Action item:
From the first line to the last, give the records again exactly.

Material provided:
--- START ---

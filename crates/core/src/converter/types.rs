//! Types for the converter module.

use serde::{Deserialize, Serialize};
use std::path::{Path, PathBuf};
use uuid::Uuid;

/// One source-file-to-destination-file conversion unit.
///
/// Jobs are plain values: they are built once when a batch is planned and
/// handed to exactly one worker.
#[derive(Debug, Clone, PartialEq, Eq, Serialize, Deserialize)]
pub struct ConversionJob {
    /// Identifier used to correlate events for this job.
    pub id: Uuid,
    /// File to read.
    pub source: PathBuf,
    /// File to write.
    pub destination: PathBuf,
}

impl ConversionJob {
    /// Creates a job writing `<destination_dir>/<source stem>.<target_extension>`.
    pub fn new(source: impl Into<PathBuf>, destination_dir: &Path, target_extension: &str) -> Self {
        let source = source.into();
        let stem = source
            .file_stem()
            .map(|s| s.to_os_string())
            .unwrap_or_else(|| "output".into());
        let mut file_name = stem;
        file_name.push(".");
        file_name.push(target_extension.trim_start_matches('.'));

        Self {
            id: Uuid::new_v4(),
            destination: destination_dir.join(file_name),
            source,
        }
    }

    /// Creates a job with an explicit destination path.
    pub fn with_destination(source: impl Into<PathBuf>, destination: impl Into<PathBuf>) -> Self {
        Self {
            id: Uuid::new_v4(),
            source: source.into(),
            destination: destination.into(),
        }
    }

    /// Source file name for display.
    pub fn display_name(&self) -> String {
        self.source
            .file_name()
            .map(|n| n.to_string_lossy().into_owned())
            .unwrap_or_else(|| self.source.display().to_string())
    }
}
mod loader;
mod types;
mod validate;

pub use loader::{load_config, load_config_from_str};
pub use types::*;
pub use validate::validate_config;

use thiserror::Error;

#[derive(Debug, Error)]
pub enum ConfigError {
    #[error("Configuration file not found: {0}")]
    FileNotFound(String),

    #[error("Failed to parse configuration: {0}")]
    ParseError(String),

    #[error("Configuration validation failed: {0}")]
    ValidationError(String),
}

--- END ---

Finished task:
filename crates/core/src/converter/types.rs
//! Types for the converter module.

use serde::{Deserialize, Serialize};
use std::path::{Path, PathBuf};
use uuid::Uuid;

/// One source-file-to-destination-file conversion unit.
///
/// Jobs are plain values: they are built once when a batch is planned and
/// handed to exactly one worker.
#[derive(Debug, Clone, PartialEq, Eq, Serialize, Deserialize)]
pub struct ConversionJob {
    /// Identifier used to correlate events for this job.
    pub id: Uuid,
    /// File to read.
    pub source: PathBuf,
    /// File to write.
    pub destination: PathBuf,
}

impl ConversionJob {
    /// Creates a job writing `<destination_dir>/<source stem>.<target_extension>`.
    pub fn new(source: impl Into<PathBuf>, destination_dir: &Path, target_extension: &str) -> Self {
        let source = source.into();
        let stem = source
            .file_stem()
            .map(|s| s.to_os_string())
            .unwrap_or_else(|| "output".into());
        let mut file_name = stem;
        file_name.push(".");
        file_name.push(target_extension.trim_start_matches('.'));

        Self {
            id: Uuid::new_v4(),
            destination: destination_dir.join(file_name),
            source,
        }
    }

    /// Creates a job with an explicit destination path.
    pub fn with_destination(source: impl Into<PathBuf>, destination: impl Into<PathBuf>) -> Self {
        Self {
            id: Uuid::new_v4(),
            source: source.into(),
            destination: destination.into(),
        }
    }

    /// Source file name for display.
    pub fn display_name(&self) -> String {
        self.source
            .file_name()
            .map(|n| n.to_string_lossy().into_owned())
            .unwrap_or_else(|| self.source.display().to_string())
    }
}
mod loader;
mod types;
mod validate;

pub use loader::{load_config, load_config_from_str};
pub use types::*;
pub use validate::validate_config;

use thiserror::Error;

#[derive(Debug, Error)]
pub enum ConfigError {
    #[error("Configuration file not found: {0}")]
    FileNotFound(String),

    #[error("Failed to parse configuration: {0}")]
    ParseError(String),

    #[error("Configuration validation failed: {0}")]
    ValidationError(String),
}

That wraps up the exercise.